(434c) Sparse-Identification-Based Predictive Control of Nonlinear Processes Using Noisy Process Data | AIChE

(434c) Sparse-Identification-Based Predictive Control of Nonlinear Processes Using Noisy Process Data

Authors 

Abdullah, F. - Presenter, University of California, Los Angeles
Wu, Z., University of California Los Angeles
Christofides, P., University of California, Los Angeles
Chemical process systems consist of numerous control loops to ensure operational stability and maximize yield. In industrial settings, advanced process control techniques such as model predictive control (MPC) are utilized to maintain stable operation and optimal process conditions. However, chemical processes such as catalytic reactors and distillation columns exhibit highly complex process dynamics such as severe nonlinearities and sensor noise in measurements [1,2]. Hence, modeling such processes involves a number of challenges. As MPC requires an accurate process model to predict the process states over a defined prediction horizon in order to optimize a cost function, a well-conditioned model must first be obtained. As large-scale process networks generally cannot be modeled adequately using first-principles analyses, data-driven modeling has attracted much attention, especially in the recent literature, due to the advances in machine learning and computational resources [3]. The results of machine learning techniques such as neural networks, support vector machines, sparse identification, etc. have largely been excellent due to their ability to capture most nonlinearities via extensive hyper-parameter tuning. However, the handling of noise in the application of machine learning techniques is a major challenge where significant room for improvement exists. This is because “noisy data” in the context of machine learning typically refers to miscategorized labels in classification problems rather than regression problems [4]. Hence, the aforementioned accuracies are not necessarily observed when the methods are applied to chemical processes with high sensor noise. Based on an extensive literature review, this limitation holds for sparse identification, which is the method primarily studied and developed in this work.

In this work, a nonlinear process model is obtained for a chemical process from noisy industrial data using sparse identification, a recent method that models nonlinear dynamical systems as nonlinear first-order ordinary differential equations [5]. A high-fidelity process simulator, Aspen Plus Dynamics, is used to simulate a chemical plant, and the measured data is then taken as the industrial data. Gaussian noise is added to the data set to generate a noisy industrial data set, which is used to identify a process model using sparse identification. However, due to the combined challenges of modeling the industrial data set and noise, the sparse identification algorithm is modified to produce multiple models with each model dropping out a number of library terms during model identification. This is similar to a regularization term to prevent overfitting. It is found that the model identified without dropout exhibits poor long-term predictions and does not reach the correct steady-state value, while the best model identified with dropout is able to predict the steady-state correctly and capture most of the transient behavior fairly correctly as well, leading to a controller with lower convergence time and energy.

References:

[1] Chang, H.-C., Aluko, M., 1984. Multi-scale analysis of exotic dynamics in surface catalyzed reactions-I: justification and preliminary model discriminations. Chem. Eng. Sci. 39 (1), 37–50.

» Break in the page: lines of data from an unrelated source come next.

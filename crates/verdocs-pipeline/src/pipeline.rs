//! The per-version rendering pipeline.

use std::collections::BTreeMap;

use serde::Serialize;
use tracing::{debug, info};

use verdocs_fetch::{ContentFetcher, FetchError};
use verdocs_manifest::ContentManifest;
use verdocs_page::{CompileOptions, ComponentRegistry, EvaluatedPage, compile, evaluate};
use verdocs_routes::{META_FILE_NAME, PageMapBuilder, PageMapNode, RouteTable};

use crate::error::{PageError, SetupError};

/// One pre-renderable route, as consumed by the host's build step.
#[derive(Clone, Debug, PartialEq, Eq, Serialize)]
pub struct StaticRoute {
    /// Slug segments; empty for the root page.
    pub slug: Vec<String>,
}

/// Rendering pipeline for one documentation version.
///
/// Built once at startup from a validated manifest; construction retrieves
/// and merges all navigation metadata, derives the route table, and builds
/// the page map. After that the pipeline is immutable and renders pages on
/// demand, one remote fetch per request.
pub struct Pipeline {
    manifest: ContentManifest,
    routes: RouteTable,
    page_map: PageMapNode,
    fetcher: Box<dyn ContentFetcher>,
    registry: ComponentRegistry,
    metadata_defaults: BTreeMap<String, serde_json::Value>,
}

impl Pipeline {
    /// Assemble a pipeline from a manifest, a fetcher, and a component
    /// registry.
    ///
    /// Retrieves every navigation metadata file named in the manifest up
    /// front. A metadata file the remote no longer has is tolerated (the
    /// manifest may lag the remote); one that exists but is not a JSON
    /// object is fatal.
    ///
    /// # Errors
    ///
    /// Returns [`SetupError`] for invalid routes, unreachable metadata
    /// files, or malformed metadata. No partially-initialized pipeline is
    /// ever produced.
    pub fn new(
        manifest: ContentManifest,
        fetcher: Box<dyn ContentFetcher>,
        registry: ComponentRegistry,
    ) -> Result<Self, SetupError> {
        let routes = RouteTable::build(&manifest.file_paths)?;

        let mut builder = PageMapBuilder::new();
        for path in &manifest.file_paths {
            let Some(dir) = meta_dir(path) else {
                continue;
            };
            let text = match fetcher.fetch(path) {
                Ok(text) => text,
                Err(FetchError::Status { status: 404, .. }) => {
                    debug!(path, "Navigation metadata file gone from remote");
                    continue;
                }
                Err(err) => return Err(err.into()),
            };
            let entries: serde_json::Map<String, serde_json::Value> =
                serde_json::from_str(&text).map_err(|source| SetupError::Meta {
                    path: path.clone(),
                    source,
                })?;
            builder = builder.with_directory_meta(dir, entries);
        }
        let page_map = builder.build(&manifest.file_paths)?;

        info!(
            routes = routes.len(),
            owner = %manifest.remote.owner,
            repository = %manifest.remote.repository,
            branch = %manifest.remote.branch,
            "Pipeline ready"
        );

        Ok(Self {
            manifest,
            routes,
            page_map,
            fetcher,
            registry,
            metadata_defaults: BTreeMap::new(),
        })
    }

    /// Set metadata applied under every document's own front matter.
    #[must_use]
    pub fn with_metadata_defaults(
        mut self,
        defaults: BTreeMap<String, serde_json::Value>,
    ) -> Self {
        self.metadata_defaults = defaults;
        self
    }

    /// Render the page at the given slug segments.
    ///
    /// Resolves the slug, fetches the document (one attempt, no retry),
    /// compiles it, and evaluates it against the registry.
    ///
    /// # Errors
    ///
    /// Returns [`PageError::NotFound`] for unknown slugs and passes through
    /// the fetch, compile, and evaluation failures of known ones. A failed
    /// fetch never reaches the compiler.
    pub fn render(&self, segments: &[&str]) -> Result<EvaluatedPage, PageError> {
        let route = segments.join("/");
        let Some(file_path) = self.routes.get(&route) else {
            return Err(PageError::NotFound { route });
        };
        debug!(route = %route, file = file_path, "Rendering page");

        let text = self.fetcher.fetch(file_path)?;

        let mut options = CompileOptions::for_file(file_path);
        options.metadata_defaults = self.metadata_defaults.clone();
        let module = compile(&text, &options)?;

        let page = evaluate(&module, &self.registry)?;
        debug!(route = %route, toc_entries = page.toc.len(), "Page rendered");
        Ok(page)
    }

    /// Every pre-renderable route, exhaustive and duplicate-free.
    #[must_use]
    pub fn static_routes(&self) -> Vec<StaticRoute> {
        self.routes
            .static_routes()
            .into_iter()
            .map(|slug| StaticRoute { slug })
            .collect()
    }

    /// The navigation tree for this version.
    #[must_use]
    pub fn page_map(&self) -> &PageMapNode {
        &self.page_map
    }

    /// The route table for this version.
    #[must_use]
    pub fn routes(&self) -> &RouteTable {
        &self.routes
    }

    /// The manifest this pipeline was built from.
    #[must_use]
    pub fn manifest(&self) -> &ContentManifest {
        &self.manifest
    }
}

impl std::fmt::Debug for Pipeline {
    fn fmt(&self, f: &mut std::fmt::Formatter<'_>) -> std::fmt::Result {
        f.debug_struct("Pipeline")
            .field("routes", &self.routes.len())
            .field("remote", &self.manifest.remote)
            .finish_non_exhaustive()
    }
}

/// Directory route a navigation metadata file applies to, or `None` for
/// content files.
fn meta_dir(path: &str) -> Option<&str> {
    if path == META_FILE_NAME {
        return Some("");
    }
    path.strip_suffix(META_FILE_NAME)?.strip_suffix('/')
}

#[cfg(test)]
mod tests {
    use pretty_assertions::assert_eq;
    use static_assertions::assert_impl_all;
    use verdocs_fetch::MockFetcher;
    use verdocs_manifest::RemoteSource;

    use super::*;

    assert_impl_all!(Pipeline: Send, Sync);

    fn manifest(files: &[&str]) -> ContentManifest {
        ContentManifest::new(
            RemoteSource {
                owner: "acme".to_owned(),
                repository: "docs".to_owned(),
                branch: "main".to_owned(),
                base_path: String::new(),
            },
            files.iter().map(|s| (*s).to_owned()).collect(),
        )
        .unwrap()
    }

    fn pipeline(files: &[&str], fetcher: MockFetcher) -> Result<Pipeline, SetupError> {
        Pipeline::new(
            manifest(files),
            Box::new(fetcher),
            ComponentRegistry::with_defaults(),
        )
    }

    #[test]
    fn test_meta_dir() {
        assert_eq!(meta_dir("_meta.json"), Some(""));
        assert_eq!(meta_dir("guide/_meta.json"), Some("guide"));
        assert_eq!(meta_dir("guide/setup.md"), None);
    }

    #[test]
    fn test_setup_fetches_navigation_meta() {
        let fetcher = MockFetcher::new()
            .with_file("intro.md", "# Intro")
            .with_file("_meta.json", r#"{"intro": "Getting Started"}"#);
        let pipeline = pipeline(&["intro.md", "_meta.json"], fetcher).unwrap();

        let intro = pipeline.page_map().child("intro").unwrap();
        assert_eq!(intro.title(), Some("Getting Started"));
    }

    #[test]
    fn test_setup_tolerates_missing_meta_file() {
        let fetcher = MockFetcher::new().with_file("intro.md", "# Intro");
        let pipeline = pipeline(&["intro.md", "_meta.json"], fetcher).unwrap();
        assert_eq!(pipeline.routes().len(), 1);
    }

    #[test]
    fn test_setup_rejects_malformed_meta() {
        let fetcher = MockFetcher::new().with_file("_meta.json", "not json");
        let result = pipeline(&["_meta.json"], fetcher);
        assert!(matches!(result, Err(SetupError::Meta { path, .. }) if path == "_meta.json"));
    }

    #[test]
    fn test_setup_rejects_duplicate_routes() {
        let fetcher = MockFetcher::new();
        let result = pipeline(&["guide.md", "guide/index.md"], fetcher);
        assert!(matches!(result, Err(SetupError::Route(_))));
    }

    #[test]
    fn test_setup_surfaces_meta_fetch_timeout() {
        let fetcher = MockFetcher::new().with_timeout("_meta.json");
        let result = pipeline(&["_meta.json"], fetcher);
        assert!(matches!(
            result,
            Err(SetupError::Fetch(FetchError::Timeout { .. }))
        ));
    }

    #[test]
    fn test_render_unknown_slug_is_not_found() {
        let fetcher = MockFetcher::new().with_file("intro.md", "# Intro");
        let pipeline = pipeline(&["intro.md"], fetcher).unwrap();

        let err = pipeline.render(&["missing"]).unwrap_err();
        assert!(matches!(err, PageError::NotFound { route } if route == "missing"));
    }

    #[test]
    fn test_failed_fetch_never_compiles() {
        // The file is routable but the remote answers 404; the error is a
        // fetch error, not a compile error on empty input.
        let fetcher = MockFetcher::new();
        let pipeline = pipeline(&["intro.md"], fetcher).unwrap();

        let err = pipeline.render(&["intro"]).unwrap_err();
        assert!(matches!(
            err,
            PageError::Fetch(FetchError::Status { status: 404, .. })
        ));
    }

    #[test]
    fn test_static_routes() {
        let fetcher = MockFetcher::new();
        let pipeline = pipeline(&["index.md", "guide/setup.md"], fetcher).unwrap();

        let mut routes = pipeline.static_routes();
        routes.sort_by(|a, b| a.slug.cmp(&b.slug));
        assert_eq!(
            routes,
            vec![
                StaticRoute { slug: vec![] },
                StaticRoute {
                    slug: vec!["guide".to_owned(), "setup".to_owned()]
                },
            ]
        );
    }

    #[test]
    fn test_metadata_defaults_flow_into_pages() {
        let fetcher = MockFetcher::new().with_file("intro.md", "text\n");
        let mut defaults = BTreeMap::new();
        defaults.insert("layout".to_owned(), serde_json::json!("docs"));
        let pipeline = pipeline(&["intro.md"], fetcher)
            .unwrap()
            .with_metadata_defaults(defaults);

        let page = pipeline.render(&["intro"]).unwrap();
        assert_eq!(page.metadata["layout"], serde_json::json!("docs"));
    }
}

[2] Lévine, J., Rouchon, P., 1991. Quality control of binary distillation columns via nonlinear aggregated models. Automatica. 27 (3), 463–480.

[3] Wu, Z., Tran, A., Rincon, D., Christofides, P.D., 2019. Machine-learning-based predictive control of nonlinear processes. Part II: Computational implementation. AIChE Journal. 65:e16734.

[4] Han, B. , Yao, Q. , Yu, X. , Niu, G. , Xu, M. , Hu, W. , Tsang, I.W. , Sugiyama, M. , 2018. Co-teaching: Robust training of deep neural networks with extremely noisy labels. In: Advances in Neural Information Processing Systems 31: Annual Conference on Neural Information Processing Systems, pp. 8536–8546

[5] Brunton, S.L., Proctor, J.L., Kutz, J.N., 2016. Discovering governing equations from data by sparse identification of nonlinear dynamical systems. Proc. Natl. Acad. Sci. 113 (15), 3932–3937.